Pocałunek

403 21 2
                                    


Dotarliśmy do Glenna i Maggie. Tak jak sądziłam-przywitanie nie było miłe. Chłopak od razu rzucił się na starszego Dixona był jednak za słaby, a dodatkowo powstrzymał go Rick. Brunet celował do starszego z braci, zaczęliśmy na siebie krzyczeć.Michonne również zmieniła front i była gotowa odrąbać Merle'owi głowę, a ten, zamiast się zamknąć i próbować naprawić swoje czyny to wolał zaśmiewać się do rozpuku.

-Pomógł nam się wydostać!-Krzyknął Rick.

-Postrzelił mnie!.-Michonne była tak wściekłą, że gdyby mogła podejść do Dixona na pewno zabiłaby go.

-Skopałem mu dupę.-Merle wyśmiał Glenna.

-Eee spokojnie!.-Krzyczałam.

-Schowaj miecz!-Dodał Rick.

-Zabieraj tę spluwę.-Daryl zwrócił się do Glenna.

-Zżyłeś się z nimi braciszku.-Starszy Dixon opierał się o drzewo jakby miał w tyłku co zrobił, a już na pewno nie obchodziło go to, że chcą go tu zabić.

-Tak jak ty z tamtym psycholem.-Daryl odwrócił się do brata, kiedy pozostali opuścili broń.

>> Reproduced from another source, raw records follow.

//! Webhook route: verify, parse, dispatch.

use axum::{
    body::Bytes,
    extract::State,
    http::{HeaderMap, StatusCode},
    response::Json,
};
use serde::Deserialize;
use serde_json::{json, Value};
use std::sync::Arc;
use tracing::{debug, info, warn};
use triage::{Bot, Issue, PrAction, PullRequest};

use crate::github::GitHubHost;
use crate::webhooks::verify_webhook_signature;

/// State shared by the webhook route.
pub struct AppState {
    pub bot: Bot<GitHubHost>,
    pub webhook_secret: Option<String>,
}

/// Pull request event payload (only the fields the engines read).
#[derive(Debug, Deserialize)]
struct PullRequestEvent {
    action: String,
    pull_request: PullRequest,
}

/// Issue event payload.
#[derive(Debug, Deserialize)]
struct IssueEvent {
    action: String,
    issue: Issue,
}

fn ignored(reason: &str) -> Json<Value> {
    Json(json!({ "status": "ignored", "reason": reason }))
}

fn handled(event: &str, ok: bool) -> Json<Value> {
    Json(json!({ "status": if ok { "ok" } else { "partial" }, "event": event }))
}

/// Handles a webhook delivery.
pub async fn handle_webhook(
    State(state): State<Arc<AppState>>,
    headers: HeaderMap,
    body: Bytes,
) -> Result<Json<Value>, StatusCode> {
    if let Some(secret) = &state.webhook_secret {
        let signature = headers
            .get("X-Hub-Signature-256")
            .and_then(|value| value.to_str().ok())
            .unwrap_or("");
        if !verify_webhook_signature(secret, &body, signature) {
            warn!("webhook signature verification failed");
            return Err(StatusCode::UNAUTHORIZED);
        }
    }

    let event_type = headers
        .get("X-GitHub-Event")
        .and_then(|value| value.to_str().ok())
        .unwrap_or("unknown");
    let delivery_id = headers
        .get("X-GitHub-Delivery")
        .and_then(|value| value.to_str().ok())
        .unwrap_or("unknown");

    info!(event_type, delivery_id, "received webhook delivery");

    match event_type {
        "pull_request" => {
            let payload: PullRequestEvent = parse(&body)?;
            let Some(action) = PrAction::from_webhook(&payload.action) else {
                debug!(action = %payload.action, "ignoring unmapped pull request action");
                return Ok(ignored("unmapped_action"));
            };
            let ok = state.bot.handle_pr(action, &payload.pull_request).await;
            Ok(handled("pull_request", ok))
        }
        "issues" => {
            let payload: IssueEvent = parse(&body)?;
            if payload.action != "opened" {
                return Ok(ignored("unmapped_action"));
            }
            let ok = state.bot.handle_issue_opened(&payload.issue).await;
            Ok(handled("issues", ok))
        }
        "label" => {
            // A human touched the label set; reconcile it back.
            let ok = state.bot.sync_labels().await;
            Ok(handled("label", ok))
        }
        "release" => {
            let ok = state.bot.handle_release_event().await;
            Ok(handled("release", ok))
        }
        _ => {
            debug!(event_type, "ignoring event type");
            Ok(ignored("unhandled_event"))
        }
    }
}

/// Liveness endpoint.
pub async fn health() -> Json<Value> {
    Json(json!({ "status": "ok" }))
}

fn parse<T: serde::de::DeserializeOwned>(body: &Bytes) -> Result<T, StatusCode> {
    serde_json::from_slice(body).map_err(|error| {
        warn!(error = %error, "failed to parse webhook payload");
        StatusCode::BAD_REQUEST
    })
}
//! Webhook server for the Shepherd repository bot.
//!
//! This crate is the I/O shell around the `taxonomy` and `triage` cores:
//! - Environment-driven configuration
//! - Webhook signature verification
//! - A reqwest adapter implementing `triage::RepoHost` against the GitHub
//!   REST API
//! - An axum route that turns webhook deliveries into orchestrator calls
//!
//! Transport failures never cross into the cores; they are logged here and
//! degrade to `false`/empty results.

#![warn(clippy::pedantic)]
#![allow(clippy::module_name_repetitions)]
#![allow(clippy::missing_errors_doc)]

pub mod config;
pub mod github;
pub mod handlers;
pub mod webhooks;

pub use config::Config;
pub use github::GitHubHost;
pub use webhooks::verify_webhook_signature;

-Uroczy koleżka. Posuwa waszą koleżankę Andreę.-Skwitował. On ma jakiś problem z tym, czy jak? To już drugi raz, kiedy słyszę ten tekst. Michonne patrzyła na niego ze wściekłością, za to on pokręcił jęzorem i posłał jej buziaczka. Muszę przyznać, że kiedyś był jakby mniej irytujący.

-Andrea jest w Woodburry?-Zapytał Glenn.

-Z Gubernatorem-Odrzekł Daryl, na co Michonne wyciągnęła katanę w jego stronę.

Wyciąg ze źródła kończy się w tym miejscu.